Это уже прозвучало оскорблением и если б еще утром гетман позволил себе такое в отношении ясновельможного пана Бобовского, то он наверняка бы вызвал его на поединок. Но теперь после такого конфуза да еще и потери личного оружия об этом не могло быть и речи.
Брат царя Иван Иванович, пересчитывая пленных поляков, обратил внимание на молодого шляхтича, сорочка которого была залита кровью.
— Этого ко мне доставьте, — приказал он сотнику.
— Зачем он вам, князь?
— Его надо лечить, а у меня хороший лекарь.
Так ротмистр Борзецкий попал в дом князя Ивана Шуйского.
Сразу же после размещения пленных поляков воеводы-победители явились во дворец. Царь не скрывал своего торжества и не скупился на похвалы:
— Ну молодцы, молодцы… Так говорите, до Химки догнали их?
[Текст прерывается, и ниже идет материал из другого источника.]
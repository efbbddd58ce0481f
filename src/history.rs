//! Fixed-capacity history buffer

use std::collections::VecDeque;

/// Keeps the most recent `capacity` items; the oldest is evicted on overflow
#[derive(Debug, Clone)]
pub struct RingBuffer<T> {
    items: VecDeque<T>,
    capacity: usize,
}

impl<T> RingBuffer<T> {
    pub fn new(capacity: usize) -> Self {
        let capacity = capacity.max(1);
        Self {
            items: VecDeque::with_capacity(capacity.min(1024)),
            capacity,
        }
    }

    /// Push an item, returning the evicted one if the buffer was full
    pub fn push(&mut self, item: T) -> Option<T> {
        let evicted = if self.items.len() >= self.capacity {
            self.items.pop_front()
        } else {
            None
        };
        self.items.push_back(item);
        evicted
    }

    pub fn len(&self) -> usize {
        self.items.len()
    }

    pub fn is_empty(&self) -> bool {
        self.items.is_empty()
    }

    pub fn capacity(&self) -> usize {
        self.capacity
    }

    /// Iterate oldest first
    pub fn iter(&self) -> impl DoubleEndedIterator<Item = &T> {
        self.items.iter()
    }

    pub fn retain<F: FnMut(&T) -> bool>(&mut self, f: F) {
        self.items.retain(f);
    }

    pub fn clear(&mut self) {
        self.items.clear();
    }
}

impl<T: Clone> RingBuffer<T> {
    /// The last `limit` items, oldest first
    pub fn recent(&self, limit: usize) -> Vec<T> {
        let skip = self.items.len().saturating_sub(limit);
        self.items.iter().skip(skip).cloned().collect()
    }
}
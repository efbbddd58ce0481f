//! Templates command - lists the command catalog

use falco_responder::mapper::templates::all_templates;
use falco_responder::mapper::CommandCategory;

pub fn run() {
    let templates = all_templates();
    println!("📋 Command templates ({})", templates.len());

    let mut current: Option<CommandCategory> = None;
    let mut sorted = templates;
    sorted.sort_by_key(|t| t.category);
    for t in sorted {
        if current != Some(t.category) {
            println!("\n[{}]", t.category);
            current = Some(t.category);
        }
        let sudo = if t.requires_sudo { " 🔑" } else { "" };
        println!("  {:<24} {:<8}{} {}", t.name, t.risk_level.as_str(), sudo, t.description);
        println!("  {:<24} $ {}", "", t.template);
        if !t.required_params.is_empty() {
            println!("  {:<24} params: {}", "", t.required_params.join(", "));
        }
    }
}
— Да, — отвечал Голицын. — Если б не казаки, мы б весь лагерь захватили вместе с Вором.
— Ничего, ничего, придет князь Скопин, и Тушинскому вору конец грядет. Мы его на Красной площади принародно обезглавим. Сколько пленных взяли?
— Около двухсот человек, — сказал Иван Шуйский.
— Отлично.
— Но и наших же поляки не менее попленили. Надо бы предложить тушинцам размен.
— О размене пока рано говорить.
— Почему?
— Потому что имея столько пленных поляков, я могу начать с Рожинским переговоры.